Rather than investing more in technology or developing a bolder vision for AI, the authors recommended executive leaders turn their attention inward to managers and provide them with sufficient support, clarity, and bandwidth to effectively execute AI-related goals.
Five concrete actions that leadership teams can take to close the "messy middle" and align on AI are:
1. Determine where your teams stand on AI.
Consider where your organization is on its AI transformation journey.

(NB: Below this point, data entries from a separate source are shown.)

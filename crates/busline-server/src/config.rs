//! Configuration management for the busline server

use anyhow::Result;

/// Server configuration
#[derive(Debug, Clone)]
pub struct Config {
    /// Server host (default: 0.0.0.0)
    pub host: String,

    /// Server port (default: 3000)
    pub port: u16,

    /// Database URL (default: mongodb://localhost:27017)
    pub database_url: String,

    /// Database name (default: BB_bus)
    pub database_name: String,

    /// Session lifetime in days (default: 7)
    pub session_ttl_days: i64,

    /// Whether to set Secure flag on cookies (default: false)
    pub secure_cookies: bool,

    /// CORS allowed origins (comma-separated). If empty, the request origin
    /// is mirrored (dev mode).
    pub cors_allowed_origins: Option<String>,
}

fn default_host() -> String {
    "0.0.0.0".to_string()
}

fn default_port() -> u16 {
    3000
}

fn default_database_url() -> String {
    "mongodb://localhost:27017".to_string()
}

fn default_database_name() -> String {
    "BB_bus".to_string()
}

fn default_session_ttl_days() -> i64 {
    7
}

impl Config {
    /// Load configuration from environment variables
    pub fn from_env() -> Result<Self> {
        let host = std::env::var("SERVER_HOST").unwrap_or_else(|_| default_host());
        let port = std::env::var("PORT")
            .ok()
            .and_then(|s| s.parse().ok())
            .unwrap_or_else(default_port);
        let database_url = std::env::var("MONGODB_URI")
            .or_else(|_| std::env::var("DATABASE_URL"))
            .unwrap_or_else(|_| default_database_url());
        let database_name = std::env::var("MONGODB_DATABASE")
            .or_else(|_| std::env::var("DATABASE_NAME"))
            .unwrap_or_else(|_| default_database_name());
        let session_ttl_days = std::env::var("SESSION_TTL_DAYS")
            .ok()
            .and_then(|s| s.parse().ok())
            .unwrap_or_else(default_session_ttl_days);
        if session_ttl_days <= 0 {
            anyhow::bail!("SESSION_TTL_DAYS must be a positive number of days");
        }
        let secure_cookies = std::env::var("SECURE_COOKIES")
            .map(|s| s.eq_ignore_ascii_case("true"))
            .unwrap_or(false);
        let cors_allowed_origins = std::env::var("CORS_ALLOWED_ORIGINS").ok();

        Ok(Self {
            host,
            port,
            database_url,
            database_name,
            session_ttl_days,
            secure_cookies,
            cors_allowed_origins,
        })
    }
}

impl Default for Config {
    fn default() -> Self {
        Self {
            host: default_host(),
            port: default_port(),
            database_url: default_database_url(),
            database_name: default_database_name(),
            session_ttl_days: default_session_ttl_days(),
            secure_cookies: false,
            cors_allowed_origins: None,
        }
    }
}

#[cfg(test)]
mod tests {
    use super::*;

    #[test]
    fn test_defaults() {
        let config = Config::default();
        assert_eq!(config.host, "0.0.0.0");
        assert_eq!(config.port, 3000);
        assert_eq!(config.database_url, "mongodb://localhost:27017");
        assert_eq!(config.database_name, "BB_bus");
        assert_eq!(config.session_ttl_days, 7);
        assert!(!config.secure_cookies);
        assert!(config.cors_allowed_origins.is_none());
    }
}
//! Busline server - bus network catalog with session authentication
//!
//! Exposes read access to the cities and routes collections plus
//! username/password registration, login, and logout backed by MongoDB.

use anyhow::Result;
use std::net::SocketAddr;
use std::sync::Arc;
use tracing::info;
use tracing_subscriber::{layer::SubscriberExt, util::SubscriberInitExt};

use busline_server::config::Config;
use busline_server::routes::build_router;
use busline_server::state::AppState;

#[tokio::main]
async fn main() -> Result<()> {
    // Load .env file if present
    dotenvy::dotenv().ok();

    // Initialize tracing
    tracing_subscriber::registry()
        .with(
            tracing_subscriber::EnvFilter::try_from_default_env()
                .unwrap_or_else(|_| "busline_server=info,busline=info,tower_http=debug".into()),
        )
        .with(tracing_subscriber::fmt::layer())
        .init();

    // Load configuration
    let config = Config::from_env()?;
    info!("Starting busline server on {}:{}", config.host, config.port);

    // The database handle is established lazily by the first request that
    // needs it, so startup does not require a reachable database.
    let state = Arc::new(AppState::new(config.clone()));

    let app = build_router(state);

    let addr = SocketAddr::new(config.host.parse()?, config.port);
    let listener = tokio::net::TcpListener::bind(addr).await?;
    info!("Server listening on {}", addr);

    axum::serve(listener, app).await?;

    Ok(())
}
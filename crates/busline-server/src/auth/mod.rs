//! Authentication module for the busline server

pub mod routes;
pub mod service;
pub mod session;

Do managers and teams understand and embrace your goals for AI? Are there any teams in your organization that are more ready or more resistant to add AI to their workflows?
"You can't close a gap you don't see, and without intentional evaluation, executive leaders' enthusiasm may muddy their grasp of their organizations' realities," the authors write.
2. Collaborate with managers on your AI roadmap.
Although executives should promote their vision and goals with AI, they should also listen to managers' practical concerns and inputs. Leaders should bring managers into roadmap discussions before making any concrete decisions, not after. This helps ensure that all levels of leadership are aligned on a common path when it comes to implementing AI.
3. Sequence your AI efforts by reducing workload first.
To succeed with AI, leaders need to rethink workflows, re-skill team members, run test-and-learn pilots, and learn how to manage hybrid teams with AI agents and human workers. These incremental time investments are necessary to help organizations achieve their desired efficiencies and growth.
"Executive leaders need to recognize these necessary near-term burdens and work with their management teams to ensure sufficient capacity to accommodate them," the authors write.
4. Measure readiness alongside usage.
Although increasing AI adoption is the overall goal, tracking usage rates alone is not enough. Leaders also need to understand their teams' readiness for the technology, including relevant skills, capabilities, attitudes, and perception. Manager confidence and organizational readiness should be explicit performance measures alongside usage.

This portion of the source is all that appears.